Akulturasi Budaya: Piodalan di Pasar Cokroaminoto Diiringi Barongsai
Piodalan di Pasar Cokroaminoto, Denpasar, dimeriahkan dengan pementasan barongsai, menunjukkan harmoni budaya Hindu dan Tionghoa yang telah berlangsung turun-temurun.

Warga Pasar Cokroaminoto Denpasar menggelar upacara keagamaan unik. Piodalan, upacara keagamaan Hindu, dirayakan dengan penampilan barongsai, sebuah tradisi Tionghoa. Upacara yang berlangsung pada 28 Januari ini merupakan perwujudan akulturasi budaya yang telah berlangsung lama di pasar tersebut.
Nyoman Swastika, Kepala Bagian Umum Perumda Pasar Sewaka Dharma, menjelaskan hubungan harmonis antara umat Hindu, Buddha, dan etnis Tionghoa di Pasar Cokroaminoto telah terjalin sejak lama. Piodalan di Pura Melanting, yang terletak di pasar tersebut, merupakan ritual penting. Pura ini dianggap sebagai simbol sejarah Hindu dan Buddha, dan adanya kongco di sana menunjukkan percampuran budaya yang kaya. Upacara ini bertujuan memohon keselamatan bagi para pedagang dan karyawan pasar.
Selain keberadaan Pura Melanting, sejarah Pasar Cokroaminoto sendiri turut membentuk akulturasi budaya yang unik. Pasar ini dulunya terletak di atas lahan pemakaman etnis Tionghoa, yang kemudian dipindahkan oleh pemerintah kota. Hal ini menciptakan perpaduan budaya yang menarik dan unik.

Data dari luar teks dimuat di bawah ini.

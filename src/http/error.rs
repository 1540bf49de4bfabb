//! Request-scoped error type.
//!
//! Every per-request failure is an `ApiError`. Turning one into a response
//! only tags the response with an [`ErrorReport`]; the error translation
//! stage (`middleware::errors`) renders the final body, so route handlers
//! never write their own error payloads.

use std::error::Error as StdError;

use axum::extract::rejection::JsonRejection;
use axum::http::StatusCode;
use axum::response::{IntoResponse, Response};
use axum::Json;
use thiserror::Error;

use crate::db::DbError;
use crate::http::response::ErrorBody;

pub type BoxError = Box<dyn StdError + Send + Sync>;

/// Message sent for CORS rejections.
pub const CORS_REJECTED_MSG: &str = "No permitido por CORS";

/// Errors that can end a request.
#[derive(Debug, Error)]
pub enum ApiError {
    /// The request's Origin is not in the allow list.
    #[error("{}", CORS_REJECTED_MSG)]
    CorsRejected { origin: String },

    /// A JSON or form body exceeded the configured cap.
    #[error("request entity too large: body exceeds {limit} bytes")]
    PayloadTooLarge { limit: usize },

    /// A JSON or form body could not be decoded.
    #[error("malformed request body: {0}")]
    MalformedBody(String),

    /// A route handler failed with an explicit status.
    #[error("{message}")]
    Status { status: StatusCode, message: String },

    /// A failure without a status of its own.
    #[error("{message}")]
    Internal {
        message: String,
        #[source]
        source: Option<BoxError>,
    },

    /// A route handler panicked.
    #[error("handler panicked: {0}")]
    Panic(String),
}

impl ApiError {
    pub fn new(status: StatusCode, message: impl Into<String>) -> Self {
        ApiError::Status {
            status,
            message: message.into(),
        }
    }

    pub fn internal(message: impl Into<String>) -> Self {
        ApiError::Internal {
            message: message.into(),
            source: None,
        }
    }

    /// Wrap any error; the status defaults to 500.
    pub fn from_error<E>(err: E) -> Self
    where
        E: StdError + Send + Sync + 'static,
    {
        ApiError::Internal {
            message: err.to_string(),
            source: Some(Box::new(err)),
        }
    }

    pub fn status_code(&self) -> StatusCode {
        match self {
            ApiError::CorsRejected { .. } => StatusCode::FORBIDDEN,
            ApiError::PayloadTooLarge { .. } => StatusCode::PAYLOAD_TOO_LARGE,
            ApiError::MalformedBody(_) => StatusCode::BAD_REQUEST,
            ApiError::Status { status, .. } => *status,
            ApiError::Internal { .. } | ApiError::Panic(_) => StatusCode::INTERNAL_SERVER_ERROR,
        }
    }

    fn kind(&self) -> &'static str {
        match self {
            ApiError::CorsRejected { .. } => "CorsRejected",
            ApiError::PayloadTooLarge { .. } => "PayloadTooLarge",
            ApiError::MalformedBody(_) => "MalformedBody",
            ApiError::Status { .. } => "Status",
            ApiError::Internal { .. } => "Internal",
            ApiError::Panic(_) => "Panic",
        }
    }

    /// Error kind and message followed by the cause chain, one cause per line.
    pub fn stack(&self) -> String {
        let mut out = format!("{}: {}", self.kind(), self);
        let mut source = self.source();
        while let Some(cause) = source {
            out.push_str("\n    caused by: ");
            out.push_str(&cause.to_string());
            source = cause.source();
        }
        out
    }
}

impl From<JsonRejection> for ApiError {
    fn from(rejection: JsonRejection) -> Self {
        ApiError::new(rejection.status(), rejection.body_text())
    }
}

impl From<DbError> for ApiError {
    fn from(err: DbError) -> Self {
        match err {
            DbError::NotConnected => ApiError::new(StatusCode::SERVICE_UNAVAILABLE, err.to_string()),
            other => ApiError::from_error(other),
        }
    }
}

/// What the translation stage needs to render an error response.
#[derive(Debug, Clone)]
pub struct ErrorReport {
    pub status: StatusCode,
    pub message: String,
    pub stack: String,
}

impl From<&ApiError> for ErrorReport {
    fn from(err: &ApiError) -> Self {
        Self {
            status: err.status_code(),
            message: err.to_string(),
            stack: err.stack(),
        }
    }
}

impl IntoResponse for ApiError {
    fn into_response(self) -> Response {
        let report = ErrorReport::from(&self);
        // Generic body until the translation stage rewrites it.
        let mut response = (report.status, Json(ErrorBody::generic())).into_response();
        response.extensions_mut().insert(report);
        response
    }
}

#[cfg(test)]
mod tests {
    use super::*;

    #[test]
    fn status_codes() {
        let cors = ApiError::CorsRejected {
            origin: "http://evil.example".into(),
        };
        assert_eq!(cors.status_code(), StatusCode::FORBIDDEN);
        assert_eq!(cors.to_string(), "No permitido por CORS");

        assert_eq!(
            ApiError::PayloadTooLarge { limit: 10 }.status_code(),
            StatusCode::PAYLOAD_TOO_LARGE
        );
        assert_eq!(ApiError::MalformedBody("x".into()).status_code(), StatusCode::BAD_REQUEST);
        assert_eq!(
            ApiError::new(StatusCode::CONFLICT, "taken").status_code(),
            StatusCode::CONFLICT
        );
        assert_eq!(ApiError::internal("x").status_code(), StatusCode::INTERNAL_SERVER_ERROR);
    }

    #[test]
    fn stack_includes_cause_chain() {
        let io = std::io::Error::new(std::io::ErrorKind::Other, "disk on fire");
        let err = ApiError::from_error(io);
        let stack = err.stack();
        assert!(stack.starts_with("Internal: disk on fire"));
        assert!(stack.contains("caused by: disk on fire"));
    }

    #[test]
    fn stack_has_no_middleware_frames() {
        let err = ApiError::CorsRejected {
            origin: "http://evil.example".into(),
        };
        assert_eq!(err.stack(), "CorsRejected: No permitido por CORS");
        assert_eq!(ErrorReport::from(&err).stack.lines().count(), 1);
    }

    #[test]
    fn into_response_tags_report() {
        let response = ApiError::new(StatusCode::UNAUTHORIZED, "token expired").into_response();
        assert_eq!(response.status(), StatusCode::UNAUTHORIZED);
        let report = response.extensions().get::<ErrorReport>().unwrap();
        assert_eq!(report.message, "token expired");
        assert_eq!(report.status, StatusCode::UNAUTHORIZED);
    }

    #[test]
    fn db_not_connected_is_unavailable() {
        let err = ApiError::from(DbError::NotConnected);
        assert_eq!(err.status_code(), StatusCode::SERVICE_UNAVAILABLE);
        let err = ApiError::from(DbError::CloseTimeout(10));
        assert_eq!(err.status_code(), StatusCode::INTERNAL_SERVER_ERROR);
    }
}
//! Shutdown coordination for the gateway.

use tokio::sync::broadcast;

/// Coordinator for graceful shutdown.
///
/// Provides a broadcast channel that the HTTP server and any other
/// long-running task can subscribe to.
pub struct Shutdown {
    tx: broadcast::Sender<()>,
}

impl Shutdown {
    pub fn new() -> Self {
        let (tx, _) = broadcast::channel(1);
        Self { tx }
    }

    pub fn subscribe(&self) -> broadcast::Receiver<()> {
        self.tx.subscribe()
    }

    /// Tell every subscriber to stop. Returns how many were listening.
    pub fn trigger(&self) -> usize {
        self.tx.send(()).unwrap_or(0)
    }

    /// Number of subscribers still holding a receiver.
    pub fn receiver_count(&self) -> usize {
        self.tx.receiver_count()
    }
}

impl Default for Shutdown {
    fn default() -> Self {
        Self::new()
    }
}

Piodalan yang jatuh pada Tilem Sasih Kapitu, berdekatan dengan Tahun Baru Imlek. Oleh karena itu, kolaborasi dengan pementasan barongsai bukan hanya bagian dari perayaan keagamaan, tetapi juga sebagai bentuk ritual menyambut Tahun Baru Imlek, yang semakin memperkuat jalinan budaya di pasar ini.

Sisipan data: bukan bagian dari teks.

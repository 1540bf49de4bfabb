//! Response bodies shared by the gateway's own responses.
//!
//! # Responsibilities
//! - Error body `{success:false, msg, [stack, path, method]}`
//! - Not-found body `{success:false, msg, path, method}`
//! - The 404 fallback handler

use axum::extract::OriginalUri;
use axum::http::{Method, StatusCode};
use axum::response::{IntoResponse, Response};
use axum::Json;
use serde::Serialize;

/// Message sent for unknown routes.
pub const NOT_FOUND_MSG: &str = "Ruta no encontrada";

/// Message sent for any error outside development mode.
pub const GENERIC_ERROR_MSG: &str = "Error interno del servidor";

/// Body of every error response.
#[derive(Debug, Clone, PartialEq, Eq, Serialize)]
pub struct ErrorBody {
    pub success: bool,
    pub msg: String,
    #[serde(skip_serializing_if = "Option::is_none")]
    pub stack: Option<String>,
    #[serde(skip_serializing_if = "Option::is_none")]
    pub path: Option<String>,
    #[serde(skip_serializing_if = "Option::is_none")]
    pub method: Option<String>,
}

impl ErrorBody {
    /// Production body: no internals.
    pub fn generic() -> Self {
        Self {
            success: false,
            msg: GENERIC_ERROR_MSG.to_string(),
            stack: None,
            path: None,
            method: None,
        }
    }

    /// Development body: raw message plus diagnostics.
    pub fn detailed(msg: String, stack: String, path: &str, method: &Method) -> Self {
        Self {
            success: false,
            msg,
            stack: Some(stack),
            path: Some(path.to_string()),
            method: Some(method.to_string()),
        }
    }
}

/// Body of the 404 fallback.
#[derive(Debug, Clone, PartialEq, Eq, Serialize)]
pub struct NotFoundBody {
    pub success: bool,
    pub msg: &'static str,
    pub path: String,
    pub method: String,
}

impl NotFoundBody {
    pub fn new(path: &str, method: &Method) -> Self {
        Self {
            success: false,
            msg: NOT_FOUND_MSG,
            path: path.to_string(),
            method: method.to_string(),
        }
    }
}

/// Fallback for paths no route or static file claims.
pub async fn not_found(method: Method, OriginalUri(uri): OriginalUri) -> Response {
    tracing::warn!(method = %method, path = %uri.path(), "Route not found");
    (StatusCode::NOT_FOUND, Json(NotFoundBody::new(uri.path(), &method))).into_response()
}
//! Database connector subsystem.
//!
//! # Data Flow
//! ```text
//! DatabaseConfig (MONGO_URI, timeouts)
//!     → connector.rs (parse URI, build client, ping)
//!     → state.rs (ConnectionState published via watch channel)
//!     → events.rs (driver SDAM events → state + log lines)
//!
//! Consumers:
//!     → health endpoint (current state)
//!     → route handlers (shared client handle)
//!     → lifecycle (fatal connect failure, close on shutdown)
//! ```
//!
//! # Design Decisions
//! - One client per process, owned by the connector and injected via AppState
//! - Fail fast: no retry on the initial connect
//! - Observers log only; the driver handles reconnection internally

pub mod connector;
pub mod events;
pub mod state;

pub use connector::{DatabaseConnector, DbError, DbResult};
pub use state::{ConnectionInfo, ConnectionState};
//! Route groups and their mount table.
//!
//! # Responsibilities
//! - Name the five API groups and their fixed prefixes
//! - Collect the routers supplied by the group handlers
//! - Nest them under their prefixes in a fixed order
//!
//! # Design Decisions
//! - Immutable after construction
//! - Unsupplied groups are not mounted; their paths fall through to 404
//! - The gateway never looks inside a group's router

use axum::Router;

use crate::http::server::AppState;
use crate::routing::matcher::PathPrefixMatcher;

/// One of the mounted API route groups.
#[derive(Debug, Clone, Copy, PartialEq, Eq, Hash)]
pub enum RouteGroup {
    Auth,
    Users,
    Instructors,
    Classes,
    Youtube,
}

impl RouteGroup {
    /// All groups in mount order.
    pub const ALL: [RouteGroup; 5] = [
        RouteGroup::Auth,
        RouteGroup::Users,
        RouteGroup::Instructors,
        RouteGroup::Classes,
        RouteGroup::Youtube,
    ];

    pub fn prefix(&self) -> &'static str {
        match self {
            RouteGroup::Auth => "/api/auth",
            RouteGroup::Users => "/api/users",
            RouteGroup::Instructors => "/api/instructores",
            RouteGroup::Classes => "/api/classes",
            RouteGroup::Youtube => "/api/youtube",
        }
    }

    pub fn matcher(&self) -> PathPrefixMatcher {
        PathPrefixMatcher::new(self.prefix())
    }

    /// Group whose prefix covers `path`, if any.
    pub fn resolve(path: &str) -> Option<RouteGroup> {
        Self::ALL.into_iter().find(|g| g.matcher().matches_path(path))
    }
}

/// Routers supplied by the route-group handlers, keyed by group.
#[derive(Default)]
pub struct ApiRoutes {
    mounted: Vec<(RouteGroup, Router<AppState>)>,
}

impl ApiRoutes {
    pub fn new() -> Self {
        Self::default()
    }

    /// Mount `router` under `group`'s prefix, replacing any earlier router.
    pub fn mount(mut self, group: RouteGroup, router: Router<AppState>) -> Self {
        self.mounted.retain(|(g, _)| *g != group);
        self.mounted.push((group, router));
        self
    }

    pub fn is_mounted(&self, group: RouteGroup) -> bool {
        self.mounted.iter().any(|(g, _)| *g == group)
    }

    /// Mounted groups in mount order.
    pub fn groups(&self) -> Vec<RouteGroup> {
        RouteGroup::ALL
            .into_iter()
            .filter(|g| self.is_mounted(*g))
            .collect()
    }

    /// Nest every mounted router under its prefix.
    pub fn into_router(mut self) -> Router<AppState> {
        let mut router = Router::new();
        for group in RouteGroup::ALL {
            if let Some(pos) = self.mounted.iter().position(|(g, _)| *g == group) {
                let (_, group_router) = self.mounted.swap_remove(pos);
                tracing::debug!(prefix = group.prefix(), "Mounting route group");
                router = router.nest(group.prefix(), group_router);
            }
        }
        router
    }
}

Anak Agung Sagung Utami, Kepala Humas Griya Kongco Dwipayana Tanah Kilap, menambahkan bahwa timnya yang berjumlah 22 orang turut berpartisipasi dalam piodalan ini. Sebelum pertunjukan barongsai dimulai, mereka ikut bersembahyang di Pura Melanting karena di pura tersebut juga terdapat kongco, tempat pemujaan Buddha.
Mereka menampilkan dua barongsai dan satu naga, serta atraksi wushu. Menurut Gung Sri (panggilan Anak Agung Sagung Utami), penampilan barongsai di piodalan ini memiliki gerakan khusus yang menyerupai penghormatan kepada simbol Tuhan. Setiap tahun, mereka juga menambahkan atribut yang merepresentasikan shio tahun tersebut; tahun ini, shio ular kayu.

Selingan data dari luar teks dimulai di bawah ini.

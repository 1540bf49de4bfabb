//! Gym API gateway.
//!
//! # Architecture Overview
//!
//! ```text
//!     Client Request
//!     ───────────────▶ RequestId → Trace → ErrorTranslation → PanicCapture
//!                      → OriginPolicy → CorsHeaders → BodyParsing
//!                      → CookieParsing → RequestLogging
//!                              │
//!                              ▼
//!           /health │ /api/{auth,users,instructores,classes,youtube}
//!                   │ static assets │ 404
//!
//!     Cross-cutting: config (.env + environment), db (MongoDB connector),
//!     observability (tracing, metrics), lifecycle (startup, signals)
//! ```

use std::process::ExitCode;

use gym_gateway::config::{self, Environment};
use gym_gateway::lifecycle::startup::{self, ExitStatus, StartupError};
use gym_gateway::observability::logging;
use gym_gateway::routing::ApiRoutes;

#[tokio::main]
async fn main() -> ExitCode {
    config::load_dotenv();

    let environment = std::env::var("NODE_ENV")
        .ok()
        .filter(|v| !v.trim().is_empty())
        .map(Environment::new)
        .unwrap_or_default();
    logging::init(&environment);
    logging::install_panic_hook();

    tracing::info!(version = env!("CARGO_PKG_VERSION"), "gym-gateway starting");

    let config = match config::load_from_env() {
        Ok(config) => config,
        Err(e) => {
            for err in e.errors() {
                tracing::error!(error = %err, "FATAL ERROR: invalid configuration");
            }
            return ExitStatus::Failure.into();
        }
    };

    let result = match tokio::spawn(startup::run(config, ApiRoutes::new())).await {
        Ok(result) => result,
        Err(e) => Err(StartupError::from_join(e)),
    };

    if let Err(e) = &result {
        tracing::error!(error = %e, "Gateway terminated");
    }
    ExitStatus::from(&result).into()
}
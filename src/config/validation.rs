//! Configuration validation.
//!
//! # Responsibilities
//! - Check that required secrets and connection strings are present
//! - Validate value shapes (URI schemes, origin URLs, socket addresses)
//!
//! # Design Decisions
//! - Returns all validation errors, not just first
//! - Validation is pure function: GatewayConfig → Result<(), Vec<ValidationError>>
//! - Runs before config is accepted into the system

use std::net::SocketAddr;

use thiserror::Error;
use url::Url;

use crate::config::schema::GatewayConfig;

/// A single semantic problem with the configuration.
#[derive(Debug, Clone, PartialEq, Eq, Error)]
pub enum ValidationError {
    /// A required environment variable is unset or blank.
    #[error("{0} is not defined in the environment")]
    Missing(&'static str),

    /// A variable is set but its value has the wrong shape.
    #[error("{name} is invalid: {reason}")]
    Invalid { name: &'static str, reason: String },
}

/// Validate a fully-populated configuration.
pub fn validate_config(config: &GatewayConfig) -> Result<(), Vec<ValidationError>> {
    let mut errors = Vec::new();

    let uri = config.database.uri.trim();
    if uri.is_empty() {
        errors.push(ValidationError::Missing("MONGO_URI"));
    } else if !(uri.starts_with("mongodb://") || uri.starts_with("mongodb+srv://")) {
        errors.push(ValidationError::Invalid {
            name: "MONGO_URI",
            reason: "expected a mongodb:// or mongodb+srv:// connection string".into(),
        });
    }

    if config.auth.jwt_secret.trim().is_empty() {
        errors.push(ValidationError::Missing("JWT_SECRET"));
    }

    for origin in &config.cors.allowed_origins {
        if let Err(reason) = check_origin(origin) {
            errors.push(ValidationError::Invalid {
                name: "FRONTEND_URL",
                reason,
            });
        }
    }

    if let Some(addr) = &config.observability.metrics_address {
        if addr.parse::<SocketAddr>().is_err() {
            errors.push(ValidationError::Invalid {
                name: "METRICS_ADDR",
                reason: format!("'{}' is not a socket address", addr),
            });
        }
    }

    if errors.is_empty() {
        Ok(())
    } else {
        Err(errors)
    }
}

fn check_origin(origin: &str) -> Result<(), String> {
    let url = Url::parse(origin).map_err(|e| format!("'{}': {}", origin, e))?;
    if !matches!(url.scheme(), "http" | "https") {
        return Err(format!("'{}' must use http or https", origin));
    }
    if url.host_str().is_none() {
        return Err(format!("'{}' has no host", origin));
    }
    Ok(())
}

Setelah persembahyangan, umat Hindu menarikan beberapa tarian sakral dan tarian Tionghoa. Selanjutnya, penampilan barongsai dengan iringan musik yang meriah menghibur warga pasar selama hampir satu jam. Anak-anak terlihat sangat antusias menyaksikan pertunjukan tersebut.
Gung Sri berharap akulturasi budaya yang terjalin di Pasar Cokroaminoto akan terus berlanjut. Antusiasme warga yang tinggi dalam menyaksikan perpaduan dua tradisi ini setiap tahunnya menjadi bukti nyata harmoni tersebut.